A year of change with our oldest son going off to uni. Dropping him off at his halls of residence brought back lots of memories. Like the echo of the slamming fire doors and the flyers for Toga Tuesdays and all the local bands. At my down-at-heel uni we only used to get one band that played in the bar every other Saturday night, they’d wear shades and do Blues Brothers covers. For the summer ball nights was Doctor & the Medics and the Ozric Tentacles. For his Fresher’s Week, there was a ‘meet and greet’ with Tommy from Love Island, some big name DJs and an EMO night (so maybe it wasn’t so bad for me after all).
What albums have you enjoyed most this year?
John Douglas’s solo acoustic LP
The Apartments – That’s What the Music is For
The Lilac Time – Dance Till All the Stars Come Down
Simple Minds – Celebration
Colin Steele Quartet – The Blue Nile
What’s the most promising new act you’ve heard this year?
Annahstasia Enuke
Can you recommend an album that doesn’t get the recognition it deserves?
Not a cool choice, but one of those that got lost in the late 80s with all the noise around dance and the baggy indie bands: Tears for Fears’ The Seeds of Love. Had it on vinyl back then, but didn’t think that much of it, I was more into Happy Mondays, etc. by then. Got a CD copy for two quid this year and while it’s got noodly songs and kitchen sink production, it’s great stuff. The kind of grand, atmospheric pop album that’s too old-fashioned to get made anymore.
Have you anything interesting in the works yourself?

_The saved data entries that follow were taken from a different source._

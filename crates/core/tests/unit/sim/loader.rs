//! File Loading Unit Tests.

use std::fs;
use std::path::PathBuf;

use ddrpower_core::common::SpecError;
use ddrpower_core::config::ViolationPolicy;
use ddrpower_core::sim::{loader, simulate};
use ddrpower_core::{CommandKind, SimError};
use tempfile::TempDir;

const SPEC: &str = r#"{
    "mempowerspec": {
        "idd0": 51.0, "idd2n": 35.0, "idd2p": 25.0, "idd3n": 46.0, "idd3p": 30.0,
        "idd4r": 146.0, "idd4w": 120.0, "idd5b": 80.0, "idd6": 12.0,
        "vdd": 1.1, "vddq": 1.1, "vddca": 1.1
    },
    "memtimingspec": {
        "tck": 0.3125, "tras": 32.0, "trp": 13.75, "trcd": 13.75, "trfc": 295.0,
        "trefi": 7812.5
    },
    "architecture": { "nbrOfBanks": 4 }
}"#;

const WORKLOAD: &str = r#"{
    "metadata": { "dataRate": 6400, "temperature": 50.0 },
    "commands": [
        { "timestamp": 0, "command": "ACT", "bank": 0, "row": 512 },
        { "timestamp": 146.4, "command": "PRE", "bank": 0 },
        { "timestamp": 320, "command": "END_OF_SIMULATION" }
    ]
}"#;

fn write(dir: &TempDir, name: &str, contents: &str) -> PathBuf {
    let path = dir.path().join(name);
    fs::write(&path, contents).unwrap();
    path
}

#[test]
fn test_load_spec_and_workload() {
    let dir = TempDir::new().unwrap();
    let spec = loader::load_spec(write(&dir, "spec.json", SPEC)).unwrap();
    assert_eq!(spec.architecture.nbr_of_banks, 4);
    assert_eq!(spec.timing.trefi, 7812.5);

    let workload = loader::load_workload(write(&dir, "trace.json", WORKLOAD)).unwrap();
    assert_eq!(workload.commands.len(), 3);
    let events = workload.to_events(&spec.timing).unwrap();
    // 146.4 cycles × 0.3125 ns
    assert!((events[1].time_ns - 45.75).abs() < 1e-9);
    assert_eq!(events[2].kind, CommandKind::End);
}

#[test]
fn test_files_replay_end_to_end() {
    let dir = TempDir::new().unwrap();
    let spec = loader::load_spec(write(&dir, "spec.json", SPEC)).unwrap();
    let workload = loader::load_workload(write(&dir, "trace.json", WORKLOAD)).unwrap();
    let config = loader::load_config(write(&dir, "config.json", r#"{ "violation_policy": "Collect" }"#)).unwrap();
    assert_eq!(config.violation_policy, ViolationPolicy::Collect);

    let report = simulate(&spec, &workload, config).unwrap();
    assert_eq!(report.simulation_time_ns, 100.0);
    assert!(report.is_clean());
    assert!(report.energy.act > 0.0);
    assert!(report.energy.pre > 0.0);
}

#[test]
fn test_missing_file() {
    let dir = TempDir::new().unwrap();
    let missing = dir.path().join("absent.json");
    match loader::load_spec(&missing) {
        Err(SimError::Io { path, .. }) => assert_eq!(path, missing),
        other => panic!("expected an I/O error, got {other:?}"),
    }
}

#[test]
fn test_parse_error_names_file() {
    let dir = TempDir::new().unwrap();
    let path = write(&dir, "broken.json", "{ \"commands\": [ ");
    let err = loader::load_workload(&path).unwrap_err();
    assert!(matches!(err, SimError::Parse { .. }));
    assert!(err.to_string().contains(&path.display().to_string()), "{err}");
}

#[test]
fn test_invalid_spec_rejected_on_load() {
    let dir = TempDir::new().unwrap();
    let zero_clock = SPEC.replace("\"tck\": 0.3125", "\"tck\": 0.0");
    assert!(matches!(
        loader::load_spec(write(&dir, "spec.json", &zero_clock)),
        Err(SimError::Spec(SpecError::NonPositive { field: "tck", .. }))
    ));
}

#[test]
fn test_parse_from_strings() {
    assert!(loader::parse_spec(SPEC).is_ok());
    assert!(matches!(
        loader::parse_workload("42"),
        Err(SimError::Parse { what, .. }) if what == "workload"
    ));
}

#[test]
fn test_unknown_command_in_file() {
    let dir = TempDir::new().unwrap();
    let spec = loader::load_spec(write(&dir, "spec.json", SPEC)).unwrap();
    let workload = loader::load_workload(write(
        &dir,
        "trace.json",
        r#"{ "commands": [ { "timestamp": 0, "command": "NOP" } ] }"#,
    ))
    .unwrap();
    assert!(matches!(
        workload.to_events(&spec.timing),
        Err(SimError::UnknownCommand(name)) if name == "NOP"
    ));
}

#[test]
fn test_config_file_defaults() {
    let dir = TempDir::new().unwrap();
    let config = loader::load_config(write(&dir, "config.json", "{}")).unwrap();
    assert_eq!(config.violation_policy, ViolationPolicy::Fatal);
    assert!(!config.record_energy_log);
}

A very bookish book, Hopeless: the problem with men and love in the 20th century, a bit of cultural history which looks at how men started to struggle with the rise of the idea of ‘romantic love’, using 10 novels as the evidence (things like The Great Gatsby, The Long Goodbye, Le Grand Meaulnes, Twenty Thousand Streets Under the Sky, Lolita, Lanark etc).